───── THE RECORDS
//! Drives one capture task from submission to remote cleanup.

use std::panic::AssertUnwindSafe;
use std::path::PathBuf;
use std::time::{Duration, Instant};

use chrono::Local;
use futures::FutureExt;
use serde_json::Value;
use tokio::fs;

use super::download::{DEFAULT_CHUNK_SIZE, artifact_file_name, fetch_chunked};
use super::{CaptureKind, CaptureStatus, CleanupStep, DiagnosticTask, RemoteStatus, TaskState};
use crate::core::session::{Session, SessionManager};
use crate::error::{Result, ScanError};
use crate::util::panic_message;

/// Capture tuning for one kind.
#[derive(Debug, Clone)]
pub struct CaptureConfig {
    pub poll_interval: Duration,
    /// Consecutive transient poll failures tolerated before giving up.
    pub max_poll_retries: u32,
    pub timeout: Duration,
    pub output_dir: PathBuf,
    pub chunk_size: u64,
    /// Download attempts per completed task (first try included).
    pub download_attempts: u32,
}

impl CaptureConfig {
    /// Defaults for `kind`, writing into its usual directory.
    #[must_use]
    pub fn for_kind(kind: CaptureKind) -> Self {
        Self {
            poll_interval: Duration::from_secs(15),
            max_poll_retries: 3,
            timeout: kind.default_timeout(),
            output_dir: PathBuf::from(kind.default_dir()),
            chunk_size: DEFAULT_CHUNK_SIZE,
            download_attempts: 2,
        }
    }
}

/// Snapshot handed to observers on every poll that leaves the task running.
#[derive(Debug, Clone)]
pub struct PollTick<'a> {
    pub host: &'a str,
    pub kind: CaptureKind,
    pub task_id: &'a str,
    pub remote_status: &'a str,
    pub elapsed: Duration,
    pub timeout: Duration,
}

/// Progress hook for long polls.
pub trait PollObserver: Send + Sync {
    fn on_tick(&self, tick: &PollTick<'_>);
}

/// Observer that ignores everything.
#[derive(Debug, Default, Clone, Copy)]
pub struct NoopObserver;

impl PollObserver for NoopObserver {
    fn on_tick(&self, _tick: &PollTick<'_>) {}
}

/// How polling ended.
#[derive(Debug, Clone, PartialEq, Eq)]
pub enum TaskOutcome {
    Completed,
    Failed {
        reason: String,
    },
    /// Deadline passed, or polling kept failing (`degraded` holds the last
    /// poll error in that case).
    TimedOut {
        elapsed: Duration,
        degraded: Option<String>,
    },
}

/// Everything the batch layer learns about a capture.
#[derive(Debug)]
pub struct CaptureReport {
    pub kind: CaptureKind,
    pub task_id: Option<String>,
    pub status: CaptureStatus,
    pub final_state: Option<TaskState>,
    pub history: Vec<TaskState>,
    pub local_path: Option<PathBuf>,
    pub error: Option<ScanError>,
    /// Remote cleanup problems; informational only.
    pub cleanup_errors: Vec<String>,
}

impl CaptureReport {
    fn not_submitted(kind: CaptureKind, error: ScanError) -> Self {
        Self {
            kind,
            task_id: None,
            status: CaptureStatus::Failed,
            final_state: None,
            history: Vec::new(),
            local_path: None,
            error: Some(error),
            cleanup_errors: Vec::new(),
        }
    }
}

/// Submits, polls, downloads and cleans up capture tasks of one kind.
#[derive(Debug, Clone)]
pub struct DiagnosticTaskOrchestrator {
    sessions: SessionManager,
    kind: CaptureKind,
    config: CaptureConfig,
}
──────────
• [ACTIVITY]: Please print exactly the lines of the entries above, beginning with the line that contains "problems; informational only." and ending with the last line.

• [RESPONSE AREA]:
    /// Remote cleanup problems; informational only.
    pub cleanup_errors: Vec<String>,
}

impl CaptureReport {
    fn not_submitted(kind: CaptureKind, error: ScanError) -> Self {
        Self {
            kind,
            task_id: None,
            status: CaptureStatus::Failed,
            final_state: None,
            history: Vec::new(),
            local_path: None,
            error: Some(error),
            cleanup_errors: Vec::new(),
        }
    }
}

/// Submits, polls, downloads and cleans up capture tasks of one kind.
#[derive(Debug, Clone)]
pub struct DiagnosticTaskOrchestrator {
    sessions: SessionManager,
    kind: CaptureKind,
    config: CaptureConfig,
}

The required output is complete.